**Problem description**
Transcribe, word for word and without additions, each line below from the one containing "match rx.wait_for(|s| !s.loading).await" through the one containing "record as most-recent", both ends included.

Stored data:
"""

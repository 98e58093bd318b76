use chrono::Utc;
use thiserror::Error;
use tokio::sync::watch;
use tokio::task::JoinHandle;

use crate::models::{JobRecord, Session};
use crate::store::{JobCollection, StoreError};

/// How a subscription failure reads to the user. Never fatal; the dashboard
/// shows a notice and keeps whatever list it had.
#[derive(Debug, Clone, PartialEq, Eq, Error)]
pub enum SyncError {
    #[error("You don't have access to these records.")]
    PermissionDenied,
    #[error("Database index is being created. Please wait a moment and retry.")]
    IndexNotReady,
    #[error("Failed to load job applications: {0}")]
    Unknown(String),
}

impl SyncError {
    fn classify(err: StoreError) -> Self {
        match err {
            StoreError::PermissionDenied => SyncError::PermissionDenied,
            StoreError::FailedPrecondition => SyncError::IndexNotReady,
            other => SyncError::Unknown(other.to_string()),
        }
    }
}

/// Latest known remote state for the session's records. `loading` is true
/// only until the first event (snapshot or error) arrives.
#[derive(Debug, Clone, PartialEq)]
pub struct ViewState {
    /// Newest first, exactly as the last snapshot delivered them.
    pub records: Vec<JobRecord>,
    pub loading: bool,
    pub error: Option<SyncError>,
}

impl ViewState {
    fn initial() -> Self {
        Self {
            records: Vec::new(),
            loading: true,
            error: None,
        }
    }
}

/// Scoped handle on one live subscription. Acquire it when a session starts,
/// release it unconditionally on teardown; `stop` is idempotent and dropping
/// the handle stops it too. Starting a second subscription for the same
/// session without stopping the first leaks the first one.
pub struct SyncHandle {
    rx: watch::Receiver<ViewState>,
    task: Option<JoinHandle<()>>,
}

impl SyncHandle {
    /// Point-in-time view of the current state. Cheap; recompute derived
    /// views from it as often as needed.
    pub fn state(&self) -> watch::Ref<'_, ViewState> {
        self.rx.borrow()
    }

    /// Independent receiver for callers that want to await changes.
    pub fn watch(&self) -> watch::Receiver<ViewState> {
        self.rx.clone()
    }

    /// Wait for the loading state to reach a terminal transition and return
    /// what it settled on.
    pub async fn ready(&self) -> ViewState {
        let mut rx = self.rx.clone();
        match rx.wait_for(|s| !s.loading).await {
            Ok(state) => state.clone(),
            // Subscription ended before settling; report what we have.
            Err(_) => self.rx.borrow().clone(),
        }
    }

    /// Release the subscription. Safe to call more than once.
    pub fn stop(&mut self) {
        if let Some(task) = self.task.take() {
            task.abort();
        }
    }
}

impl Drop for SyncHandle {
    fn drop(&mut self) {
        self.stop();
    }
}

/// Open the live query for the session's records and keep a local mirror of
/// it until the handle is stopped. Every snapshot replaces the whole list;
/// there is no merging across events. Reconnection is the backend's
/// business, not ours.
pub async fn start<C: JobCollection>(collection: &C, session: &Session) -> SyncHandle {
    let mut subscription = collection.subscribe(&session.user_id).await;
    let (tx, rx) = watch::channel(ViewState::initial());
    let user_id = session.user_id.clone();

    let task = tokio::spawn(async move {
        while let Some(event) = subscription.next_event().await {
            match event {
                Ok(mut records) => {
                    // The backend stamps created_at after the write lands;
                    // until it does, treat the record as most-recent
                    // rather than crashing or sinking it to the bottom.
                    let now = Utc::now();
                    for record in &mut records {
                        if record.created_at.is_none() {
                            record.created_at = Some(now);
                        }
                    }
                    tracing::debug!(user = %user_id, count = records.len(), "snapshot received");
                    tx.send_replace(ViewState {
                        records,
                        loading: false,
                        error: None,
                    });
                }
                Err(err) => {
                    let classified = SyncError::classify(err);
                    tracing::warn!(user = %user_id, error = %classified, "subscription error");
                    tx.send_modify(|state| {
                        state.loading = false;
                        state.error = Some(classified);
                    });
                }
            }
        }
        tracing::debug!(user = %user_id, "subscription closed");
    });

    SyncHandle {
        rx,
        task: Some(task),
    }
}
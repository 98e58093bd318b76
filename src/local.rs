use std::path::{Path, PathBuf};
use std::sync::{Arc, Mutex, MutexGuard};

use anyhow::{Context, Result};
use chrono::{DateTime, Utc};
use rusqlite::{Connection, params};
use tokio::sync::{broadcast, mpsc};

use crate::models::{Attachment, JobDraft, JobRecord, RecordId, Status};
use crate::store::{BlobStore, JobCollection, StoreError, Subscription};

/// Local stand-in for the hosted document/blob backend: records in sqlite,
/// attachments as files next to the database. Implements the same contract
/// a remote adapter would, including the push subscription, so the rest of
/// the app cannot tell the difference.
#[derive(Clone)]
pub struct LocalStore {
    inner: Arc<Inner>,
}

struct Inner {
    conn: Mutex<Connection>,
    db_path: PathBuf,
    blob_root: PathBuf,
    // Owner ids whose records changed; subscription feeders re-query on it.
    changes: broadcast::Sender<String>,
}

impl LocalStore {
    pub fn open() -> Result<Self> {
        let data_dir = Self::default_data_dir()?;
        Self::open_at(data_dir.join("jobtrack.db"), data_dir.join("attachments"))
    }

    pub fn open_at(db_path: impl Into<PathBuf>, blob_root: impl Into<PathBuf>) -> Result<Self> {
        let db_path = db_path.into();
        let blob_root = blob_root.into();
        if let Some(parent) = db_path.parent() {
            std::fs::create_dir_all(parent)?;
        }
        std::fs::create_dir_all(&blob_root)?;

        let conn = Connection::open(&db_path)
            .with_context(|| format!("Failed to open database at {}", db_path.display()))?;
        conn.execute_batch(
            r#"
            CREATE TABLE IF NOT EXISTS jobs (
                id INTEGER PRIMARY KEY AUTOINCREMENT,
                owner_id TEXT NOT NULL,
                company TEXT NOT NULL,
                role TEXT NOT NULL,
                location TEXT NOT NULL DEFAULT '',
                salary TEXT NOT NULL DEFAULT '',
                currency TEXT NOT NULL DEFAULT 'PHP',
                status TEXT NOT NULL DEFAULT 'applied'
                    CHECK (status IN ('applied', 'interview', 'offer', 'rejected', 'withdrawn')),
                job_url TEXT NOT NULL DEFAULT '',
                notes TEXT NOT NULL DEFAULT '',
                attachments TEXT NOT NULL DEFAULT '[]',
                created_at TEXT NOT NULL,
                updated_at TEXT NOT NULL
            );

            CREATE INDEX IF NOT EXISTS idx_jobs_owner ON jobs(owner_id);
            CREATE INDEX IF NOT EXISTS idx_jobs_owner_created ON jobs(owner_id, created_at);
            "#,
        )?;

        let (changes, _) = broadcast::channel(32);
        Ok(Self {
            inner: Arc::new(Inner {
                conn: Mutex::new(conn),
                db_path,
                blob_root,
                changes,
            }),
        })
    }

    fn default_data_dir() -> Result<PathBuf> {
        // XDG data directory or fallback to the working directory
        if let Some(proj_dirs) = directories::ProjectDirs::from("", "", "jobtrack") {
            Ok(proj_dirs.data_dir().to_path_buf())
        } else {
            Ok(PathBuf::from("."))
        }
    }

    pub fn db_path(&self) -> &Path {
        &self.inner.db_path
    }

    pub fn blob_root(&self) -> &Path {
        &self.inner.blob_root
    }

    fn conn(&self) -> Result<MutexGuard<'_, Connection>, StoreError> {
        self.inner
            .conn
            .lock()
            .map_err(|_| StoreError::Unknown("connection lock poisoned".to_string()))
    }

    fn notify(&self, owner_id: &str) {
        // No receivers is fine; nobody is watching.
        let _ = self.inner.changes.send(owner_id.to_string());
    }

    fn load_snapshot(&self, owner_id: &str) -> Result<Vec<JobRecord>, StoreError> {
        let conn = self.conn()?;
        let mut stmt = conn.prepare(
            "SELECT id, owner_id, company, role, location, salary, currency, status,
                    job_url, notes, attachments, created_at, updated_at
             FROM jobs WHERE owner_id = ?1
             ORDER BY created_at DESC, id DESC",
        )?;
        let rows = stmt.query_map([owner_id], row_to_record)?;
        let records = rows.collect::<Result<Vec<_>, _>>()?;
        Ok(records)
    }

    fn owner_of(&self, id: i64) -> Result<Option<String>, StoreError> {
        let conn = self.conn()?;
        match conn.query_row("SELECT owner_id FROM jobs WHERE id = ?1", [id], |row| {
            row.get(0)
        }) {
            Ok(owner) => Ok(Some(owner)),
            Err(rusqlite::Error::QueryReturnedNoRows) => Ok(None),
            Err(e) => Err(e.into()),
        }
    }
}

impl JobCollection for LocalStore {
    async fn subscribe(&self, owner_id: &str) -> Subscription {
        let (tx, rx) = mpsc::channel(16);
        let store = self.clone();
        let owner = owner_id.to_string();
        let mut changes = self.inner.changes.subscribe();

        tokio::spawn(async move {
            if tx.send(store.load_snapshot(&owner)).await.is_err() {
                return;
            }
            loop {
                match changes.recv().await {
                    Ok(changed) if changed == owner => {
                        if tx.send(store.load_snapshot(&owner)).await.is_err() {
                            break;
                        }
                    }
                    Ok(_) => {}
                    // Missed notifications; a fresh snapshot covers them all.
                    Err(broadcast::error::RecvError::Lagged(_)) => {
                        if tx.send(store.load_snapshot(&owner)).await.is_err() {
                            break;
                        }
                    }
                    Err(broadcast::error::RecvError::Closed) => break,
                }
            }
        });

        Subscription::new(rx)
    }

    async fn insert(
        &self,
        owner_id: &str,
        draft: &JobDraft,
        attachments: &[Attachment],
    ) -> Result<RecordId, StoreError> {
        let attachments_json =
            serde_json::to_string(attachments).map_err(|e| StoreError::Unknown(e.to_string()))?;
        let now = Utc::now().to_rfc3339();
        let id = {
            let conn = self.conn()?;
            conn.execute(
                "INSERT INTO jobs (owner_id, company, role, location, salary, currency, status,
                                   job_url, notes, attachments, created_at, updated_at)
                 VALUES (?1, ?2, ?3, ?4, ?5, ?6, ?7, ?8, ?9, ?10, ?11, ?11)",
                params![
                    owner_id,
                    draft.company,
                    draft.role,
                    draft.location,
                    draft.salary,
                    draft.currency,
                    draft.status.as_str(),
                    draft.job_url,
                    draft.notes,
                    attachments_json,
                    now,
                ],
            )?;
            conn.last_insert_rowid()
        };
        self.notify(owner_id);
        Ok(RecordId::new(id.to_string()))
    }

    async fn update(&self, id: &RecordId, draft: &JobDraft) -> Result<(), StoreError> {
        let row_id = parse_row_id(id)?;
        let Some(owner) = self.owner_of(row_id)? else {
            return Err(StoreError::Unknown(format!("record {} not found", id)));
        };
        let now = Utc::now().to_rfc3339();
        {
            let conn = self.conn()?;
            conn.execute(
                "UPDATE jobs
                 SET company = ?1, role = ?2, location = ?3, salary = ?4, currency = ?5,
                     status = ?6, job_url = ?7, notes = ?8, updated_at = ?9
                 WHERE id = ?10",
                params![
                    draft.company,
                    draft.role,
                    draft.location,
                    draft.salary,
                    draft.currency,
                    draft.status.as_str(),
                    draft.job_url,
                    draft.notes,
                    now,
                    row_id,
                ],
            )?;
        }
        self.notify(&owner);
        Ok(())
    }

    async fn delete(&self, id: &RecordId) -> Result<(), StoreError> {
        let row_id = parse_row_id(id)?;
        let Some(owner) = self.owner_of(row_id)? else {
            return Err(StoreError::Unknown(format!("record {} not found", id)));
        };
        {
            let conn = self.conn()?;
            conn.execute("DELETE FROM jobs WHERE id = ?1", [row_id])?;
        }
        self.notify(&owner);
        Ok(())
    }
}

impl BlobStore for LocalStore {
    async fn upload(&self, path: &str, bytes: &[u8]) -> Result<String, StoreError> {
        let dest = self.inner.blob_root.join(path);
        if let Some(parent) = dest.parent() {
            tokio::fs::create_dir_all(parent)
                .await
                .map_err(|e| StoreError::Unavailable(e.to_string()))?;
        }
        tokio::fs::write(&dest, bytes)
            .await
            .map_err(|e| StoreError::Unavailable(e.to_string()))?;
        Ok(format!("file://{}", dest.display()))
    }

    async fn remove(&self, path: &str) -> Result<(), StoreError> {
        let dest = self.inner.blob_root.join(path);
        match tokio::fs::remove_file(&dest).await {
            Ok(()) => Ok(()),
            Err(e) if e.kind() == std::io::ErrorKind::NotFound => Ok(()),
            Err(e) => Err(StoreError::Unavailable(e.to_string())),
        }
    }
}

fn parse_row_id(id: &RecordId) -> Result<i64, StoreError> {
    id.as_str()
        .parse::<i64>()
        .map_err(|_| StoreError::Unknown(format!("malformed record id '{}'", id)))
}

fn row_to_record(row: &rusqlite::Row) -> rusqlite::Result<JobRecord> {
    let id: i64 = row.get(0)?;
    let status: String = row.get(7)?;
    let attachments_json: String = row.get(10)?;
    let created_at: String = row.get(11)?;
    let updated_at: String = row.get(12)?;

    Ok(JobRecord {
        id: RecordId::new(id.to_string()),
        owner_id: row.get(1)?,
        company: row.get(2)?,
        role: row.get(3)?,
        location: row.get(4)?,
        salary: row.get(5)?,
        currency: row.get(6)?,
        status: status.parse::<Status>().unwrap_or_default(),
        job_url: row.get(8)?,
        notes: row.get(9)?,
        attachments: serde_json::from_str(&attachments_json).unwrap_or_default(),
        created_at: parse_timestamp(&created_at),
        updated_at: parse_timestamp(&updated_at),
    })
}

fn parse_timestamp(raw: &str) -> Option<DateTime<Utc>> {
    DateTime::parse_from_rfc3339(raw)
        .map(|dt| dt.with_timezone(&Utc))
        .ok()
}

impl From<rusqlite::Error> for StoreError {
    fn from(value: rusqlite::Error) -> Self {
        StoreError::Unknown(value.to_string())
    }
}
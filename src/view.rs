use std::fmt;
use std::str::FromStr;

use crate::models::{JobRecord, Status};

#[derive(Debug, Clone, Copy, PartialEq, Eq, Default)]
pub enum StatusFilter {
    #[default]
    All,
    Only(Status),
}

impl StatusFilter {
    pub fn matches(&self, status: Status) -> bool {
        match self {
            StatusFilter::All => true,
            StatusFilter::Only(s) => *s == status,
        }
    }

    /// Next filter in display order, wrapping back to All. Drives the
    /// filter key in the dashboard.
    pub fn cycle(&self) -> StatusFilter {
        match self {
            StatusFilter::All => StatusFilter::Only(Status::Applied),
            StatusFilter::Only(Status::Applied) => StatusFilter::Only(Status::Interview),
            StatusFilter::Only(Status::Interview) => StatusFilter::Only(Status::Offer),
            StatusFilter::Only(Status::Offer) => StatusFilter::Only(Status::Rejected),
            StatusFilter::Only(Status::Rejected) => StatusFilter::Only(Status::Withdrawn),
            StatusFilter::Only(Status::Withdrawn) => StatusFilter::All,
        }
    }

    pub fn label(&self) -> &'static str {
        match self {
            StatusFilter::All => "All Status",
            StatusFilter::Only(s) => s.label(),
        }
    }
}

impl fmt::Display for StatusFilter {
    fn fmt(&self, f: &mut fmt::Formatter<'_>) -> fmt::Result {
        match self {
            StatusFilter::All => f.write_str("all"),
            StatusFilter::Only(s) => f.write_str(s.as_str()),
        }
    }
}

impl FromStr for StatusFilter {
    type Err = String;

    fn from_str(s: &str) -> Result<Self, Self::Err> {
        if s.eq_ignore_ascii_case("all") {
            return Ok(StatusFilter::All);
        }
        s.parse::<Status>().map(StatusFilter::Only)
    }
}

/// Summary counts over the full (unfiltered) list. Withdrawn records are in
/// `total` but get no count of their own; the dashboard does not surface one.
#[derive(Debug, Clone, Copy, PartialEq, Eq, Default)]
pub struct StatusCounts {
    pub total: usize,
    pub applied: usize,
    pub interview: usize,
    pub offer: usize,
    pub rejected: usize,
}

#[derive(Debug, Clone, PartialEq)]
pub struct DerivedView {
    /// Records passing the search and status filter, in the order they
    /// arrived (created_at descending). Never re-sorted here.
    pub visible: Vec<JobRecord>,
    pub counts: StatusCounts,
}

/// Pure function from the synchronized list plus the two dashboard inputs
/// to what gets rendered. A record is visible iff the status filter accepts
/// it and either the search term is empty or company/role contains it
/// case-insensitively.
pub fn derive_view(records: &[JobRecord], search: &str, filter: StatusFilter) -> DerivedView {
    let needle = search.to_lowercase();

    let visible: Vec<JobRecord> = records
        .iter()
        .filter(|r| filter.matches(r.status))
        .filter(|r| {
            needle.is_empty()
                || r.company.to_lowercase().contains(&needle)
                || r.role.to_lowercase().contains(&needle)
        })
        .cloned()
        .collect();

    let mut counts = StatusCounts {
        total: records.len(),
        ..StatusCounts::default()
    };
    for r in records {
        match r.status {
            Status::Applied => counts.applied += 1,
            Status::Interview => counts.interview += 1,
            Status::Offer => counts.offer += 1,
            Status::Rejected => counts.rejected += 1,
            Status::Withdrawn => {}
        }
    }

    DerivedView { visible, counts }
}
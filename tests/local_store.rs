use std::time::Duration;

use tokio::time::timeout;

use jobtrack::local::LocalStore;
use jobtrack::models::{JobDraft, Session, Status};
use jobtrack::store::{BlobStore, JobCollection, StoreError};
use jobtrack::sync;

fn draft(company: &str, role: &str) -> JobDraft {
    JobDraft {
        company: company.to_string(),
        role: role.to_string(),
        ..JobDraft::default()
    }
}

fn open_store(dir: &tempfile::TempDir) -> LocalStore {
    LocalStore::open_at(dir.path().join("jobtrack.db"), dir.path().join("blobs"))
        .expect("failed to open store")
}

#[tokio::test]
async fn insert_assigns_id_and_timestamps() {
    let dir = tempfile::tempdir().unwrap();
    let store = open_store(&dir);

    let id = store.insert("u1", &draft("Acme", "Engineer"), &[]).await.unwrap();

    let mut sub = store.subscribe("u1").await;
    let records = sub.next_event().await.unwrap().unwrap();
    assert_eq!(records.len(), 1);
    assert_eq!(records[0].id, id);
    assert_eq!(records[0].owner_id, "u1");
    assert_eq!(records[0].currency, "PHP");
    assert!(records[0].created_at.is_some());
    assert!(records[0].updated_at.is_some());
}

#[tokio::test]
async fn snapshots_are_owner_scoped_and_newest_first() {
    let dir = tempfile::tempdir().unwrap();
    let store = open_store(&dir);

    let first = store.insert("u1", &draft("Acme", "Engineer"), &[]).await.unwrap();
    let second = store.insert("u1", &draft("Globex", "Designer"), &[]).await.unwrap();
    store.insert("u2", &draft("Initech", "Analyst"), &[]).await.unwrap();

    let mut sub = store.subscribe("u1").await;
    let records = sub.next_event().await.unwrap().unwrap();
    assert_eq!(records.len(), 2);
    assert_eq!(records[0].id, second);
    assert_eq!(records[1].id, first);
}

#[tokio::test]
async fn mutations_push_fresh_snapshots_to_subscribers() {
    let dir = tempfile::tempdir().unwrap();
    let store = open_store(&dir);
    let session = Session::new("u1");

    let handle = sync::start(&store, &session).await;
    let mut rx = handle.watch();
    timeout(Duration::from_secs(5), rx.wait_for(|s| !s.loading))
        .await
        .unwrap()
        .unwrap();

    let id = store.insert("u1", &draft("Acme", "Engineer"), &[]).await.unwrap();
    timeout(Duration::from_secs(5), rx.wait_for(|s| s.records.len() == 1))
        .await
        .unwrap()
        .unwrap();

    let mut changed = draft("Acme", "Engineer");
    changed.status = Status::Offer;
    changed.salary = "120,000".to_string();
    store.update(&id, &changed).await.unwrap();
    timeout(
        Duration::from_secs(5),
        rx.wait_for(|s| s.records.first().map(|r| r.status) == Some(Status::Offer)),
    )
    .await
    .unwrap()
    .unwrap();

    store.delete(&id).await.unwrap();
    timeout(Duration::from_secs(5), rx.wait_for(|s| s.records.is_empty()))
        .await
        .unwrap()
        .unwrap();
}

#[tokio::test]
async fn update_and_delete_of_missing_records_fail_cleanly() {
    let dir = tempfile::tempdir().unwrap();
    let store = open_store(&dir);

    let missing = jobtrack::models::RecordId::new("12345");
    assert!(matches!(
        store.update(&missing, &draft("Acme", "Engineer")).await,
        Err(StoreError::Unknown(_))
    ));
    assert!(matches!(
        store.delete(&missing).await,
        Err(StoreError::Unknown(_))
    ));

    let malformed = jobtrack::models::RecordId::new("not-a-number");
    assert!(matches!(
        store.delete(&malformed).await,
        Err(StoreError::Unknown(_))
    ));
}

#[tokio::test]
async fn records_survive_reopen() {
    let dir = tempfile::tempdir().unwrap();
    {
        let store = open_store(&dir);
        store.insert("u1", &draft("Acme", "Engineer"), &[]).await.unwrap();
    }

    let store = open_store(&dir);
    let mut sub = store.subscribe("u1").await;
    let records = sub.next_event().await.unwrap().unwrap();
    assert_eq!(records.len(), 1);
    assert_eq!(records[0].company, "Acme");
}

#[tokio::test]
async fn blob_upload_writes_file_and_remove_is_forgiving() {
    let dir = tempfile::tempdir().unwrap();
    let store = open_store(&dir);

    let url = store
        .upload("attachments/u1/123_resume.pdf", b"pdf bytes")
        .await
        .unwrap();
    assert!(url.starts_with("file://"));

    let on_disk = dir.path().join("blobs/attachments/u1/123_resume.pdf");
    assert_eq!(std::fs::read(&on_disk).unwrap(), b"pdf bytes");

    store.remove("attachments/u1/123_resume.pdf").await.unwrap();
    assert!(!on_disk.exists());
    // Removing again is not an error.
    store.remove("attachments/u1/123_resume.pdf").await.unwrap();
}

"""

**Completed exercise**
        match rx.wait_for(|s| !s.loading).await {
            Ok(state) => state.clone(),
            // Subscription ended before settling; report what we have.
            Err(_) => self.rx.borrow().clone(),
        }
    }

    /// Release the subscription. Safe to call more than once.
    pub fn stop(&mut self) {
        if let Some(task) = self.task.take() {
            task.abort();
        }
    }
}

impl Drop for SyncHandle {
    fn drop(&mut self) {
        self.stop();
    }
}

/// Open the live query for the session's records and keep a local mirror of
/// it until the handle is stopped. Every snapshot replaces the whole list;
/// there is no merging across events. Reconnection is the backend's
/// business, not ours.
pub async fn start<C: JobCollection>(collection: &C, session: &Session) -> SyncHandle {
    let mut subscription = collection.subscribe(&session.user_id).await;
    let (tx, rx) = watch::channel(ViewState::initial());
    let user_id = session.user_id.clone();

    let task = tokio::spawn(async move {
        while let Some(event) = subscription.next_event().await {
            match event {
                Ok(mut records) => {
                    // The backend stamps created_at after the write lands;
                    // until it does, treat the record as most-recent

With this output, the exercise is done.